Description of the task:
Work out how many lines of the material below contain the word "military", then write that number alone.

Raw data:
= = = = =

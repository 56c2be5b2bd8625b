//! Response types for the Weekly Payroll Engine API.
//!
//! This module defines the success and error response structures for the
//! HTTP API. Salary amounts are rounded to two decimal places here, at the
//! presentation boundary; the calculation layer works with exact decimals.

use axum::{
    Json,
    http::StatusCode,
    response::{IntoResponse, Response},
};
use chrono::{DateTime, Utc};
use rust_decimal::{Decimal, RoundingStrategy};
use serde::{Deserialize, Serialize};
use uuid::Uuid;

use crate::error::EngineError;
use crate::models::{ClockHour, DailySalaryResult, DayType};

/// Rounds an exact amount to the two places shown on a payslip.
///
/// Halves round away from zero, the conventional payroll treatment, rather
/// than the banker's rounding `round_dp` defaults to.
pub fn round_for_display(amount: Decimal) -> Decimal {
    amount.round_dp_with_strategy(2, RoundingStrategy::MidpointAwayFromZero)
}

/// One day's salary line in a payroll response.
#[derive(Debug, Clone, PartialEq, Eq, Serialize, Deserialize)]
pub struct DailySalaryLine {
    /// The day's position in the week, 1 through 7.
    pub day: u32,
    /// The pay classification for the day.
    pub day_type: DayType,
    /// Human-readable description of the day type.
    pub day_type_description: String,
    /// The clock-in time in military format, e.g. `"0900"`.
    pub in_time: String,
    /// The clock-out time in military format.
    pub out_time: String,
    /// The day's pay, rounded to two decimal places.
    pub salary: Decimal,
    /// Overtime hours paid at the day-shift overtime rate.
    pub normal_overtime_hours: u32,
    /// Overtime hours paid at the night-shift overtime rate.
    pub nightshift_overtime_hours: u32,
    /// Night hours within the regular portion of the shift.
    pub nightshift_hours: u32,
}

impl DailySalaryLine {
    /// Builds a presentation line from a day's inputs and its computed
    /// result.
    pub fn build(
        day: u32,
        day_type: DayType,
        clock_in: ClockHour,
        clock_out: ClockHour,
        result: &DailySalaryResult,
    ) -> Self {
        DailySalaryLine {
            day,
            day_type,
            day_type_description: day_type.description().to_string(),
            in_time: clock_in.to_string(),
            out_time: clock_out.to_string(),
            salary: round_for_display(result.salary),
            normal_overtime_hours: result.normal_overtime_hours,
            nightshift_overtime_hours: result.nightshift_overtime_hours,
            nightshift_hours: result.nightshift_hours,
        }
    }
}

/// Response body for the `/payroll/weekly` endpoint.
#[derive(Debug, Clone, Serialize, Deserialize)]
pub struct WeeklyPayrollResponse {
    /// Unique identifier for this calculation.
    pub calculation_id: Uuid,
    /// When the calculation was performed.
    pub timestamp: DateTime<Utc>,
    /// The engine version that produced the result.
    pub engine_version: String,
    /// The employee the payroll belongs to.
    pub employee_id: String,
    /// The seven daily salary lines in schedule order.
    pub days: Vec<DailySalaryLine>,
    /// The weekly total, rounded to two decimal places.
    pub weekly_salary: Decimal,
}

/// Response body for the `/payroll/daily` endpoint.
#[derive(Debug, Clone, Serialize, Deserialize)]
pub struct DailySalaryResponse {
    /// Unique identifier for this calculation.
    pub calculation_id: Uuid,
    /// When the calculation was performed.
    pub timestamp: DateTime<Utc>,
    /// The engine version that produced the result.
    pub engine_version: String,
    /// The employee the salary belongs to.
    pub employee_id: String,
    /// The computed salary line.
    pub result: DailySalaryLine,
}

/// API error response structure.
#[derive(Debug, Clone, Serialize, Deserialize)]
pub struct ApiError {
    /// Error code for programmatic handling.
    pub code: String,
    /// Human-readable error message.
    pub message: String,
    /// Optional details about the error.
    #[serde(skip_serializing_if = "Option::is_none")]
    pub details: Option<String>,
}

impl ApiError {
    /// Creates a new API error.
    pub fn new(code: impl Into<String>, message: impl Into<String>) -> Self {
        Self {
            code: code.into(),
            message: message.into(),
            details: None,
        }
    }

    /// Creates a new API error with details.
    pub fn with_details(
        code: impl Into<String>,
        message: impl Into<String>,
        details: impl Into<String>,
    ) -> Self {
        Self {
            code: code.into(),
            message: message.into(),
            details: Some(details.into()),
        }
    }

    /// Creates a validation error response.
    pub fn validation_error(message: impl Into<String>) -> Self {
        Self::new("VALIDATION_ERROR", message)
    }

    /// Creates a malformed JSON error response.
    pub fn malformed_json(message: impl Into<String>) -> Self {
        Self::new("MALFORMED_JSON", message)
    }
}

/// API error with HTTP status code.
pub struct ApiErrorResponse {
    /// The HTTP status code.
    pub status: StatusCode,
    /// The error body.
    pub error: ApiError,
}

impl IntoResponse for ApiErrorResponse {
    fn into_response(self) -> Response {
        (self.status, Json(self.error)).into_response()
    }
}

impl From<EngineError> for ApiErrorResponse {
    fn from(error: EngineError) -> Self {
        match error {
            EngineError::ConfigNotFound { path } => ApiErrorResponse {
                status: StatusCode::INTERNAL_SERVER_ERROR,
                error: ApiError::with_details(
                    "CONFIG_ERROR",
                    "Configuration error",
                    format!("Configuration file not found: {}", path),
                ),
            },
            EngineError::ConfigParseError { path, message } => ApiErrorResponse {
                status: StatusCode::INTERNAL_SERVER_ERROR,
                error: ApiError::with_details(
                    "CONFIG_ERROR",
                    "Configuration parse error",
                    format!("Failed to parse {}: {}", path, message),
                ),
            },
            EngineError::IncompleteRateTable { table, day_type } => ApiErrorResponse {
                status: StatusCode::INTERNAL_SERVER_ERROR,
                error: ApiError::with_details(
                    "RATE_TABLE_ERROR",
                    "Rate table failed validation",
                    format!("Table '{}' has no entry for day type {}", table, day_type),
                ),
            },
            EngineError::InvalidMultiplier {
                table,
                day_type,
                value,
            } => ApiErrorResponse {
                status: StatusCode::INTERNAL_SERVER_ERROR,
                error: ApiError::with_details(
                    "RATE_TABLE_ERROR",
                    "Rate table failed validation",
                    format!(
                        "Table '{}' has non-positive multiplier {} for day type {}",
                        table, value, day_type
                    ),
                ),
            },
            EngineError::InvalidDayType { label } => ApiErrorResponse {
                status: StatusCode::BAD_REQUEST,
                error: ApiError::with_details(
                    "INVALID_DAY_TYPE",
                    format!("Unrecognized day type: {}", label),
                    "Recognized codes are N, R, SNWH, SNWHR, RH and RHR",
                ),
            },
            EngineError::InvalidTimeValue { value } => ApiErrorResponse {
                status: StatusCode::BAD_REQUEST,
                error: ApiError::with_details(
                    "INVALID_TIME_VALUE",
                    format!("Invalid clock hour: {}", value),
                    "Clock hours must be between 0 and 23, with 24 accepted as midnight",
                ),
            },
            EngineError::NonPositiveRate { value } => ApiErrorResponse {
                status: StatusCode::BAD_REQUEST,
                error: ApiError::new(
                    "NON_POSITIVE_RATE",
                    format!("Daily rate must be positive, got {}", value),
                ),
            },
            EngineError::NonPositiveMaxHours { value } => ApiErrorResponse {
                status: StatusCode::BAD_REQUEST,
                error: ApiError::new(
                    "NON_POSITIVE_MAX_HOURS",
                    format!("Maximum regular hours must be positive, got {}", value),
                ),
            },
            EngineError::InvalidSchedule { message } => ApiErrorResponse {
                status: StatusCode::BAD_REQUEST,
                error: ApiError::new(
                    "INVALID_SCHEDULE",
                    format!("Invalid weekly schedule: {}", message),
                ),
            },
        }
    }
}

= = = = =

Written response:
2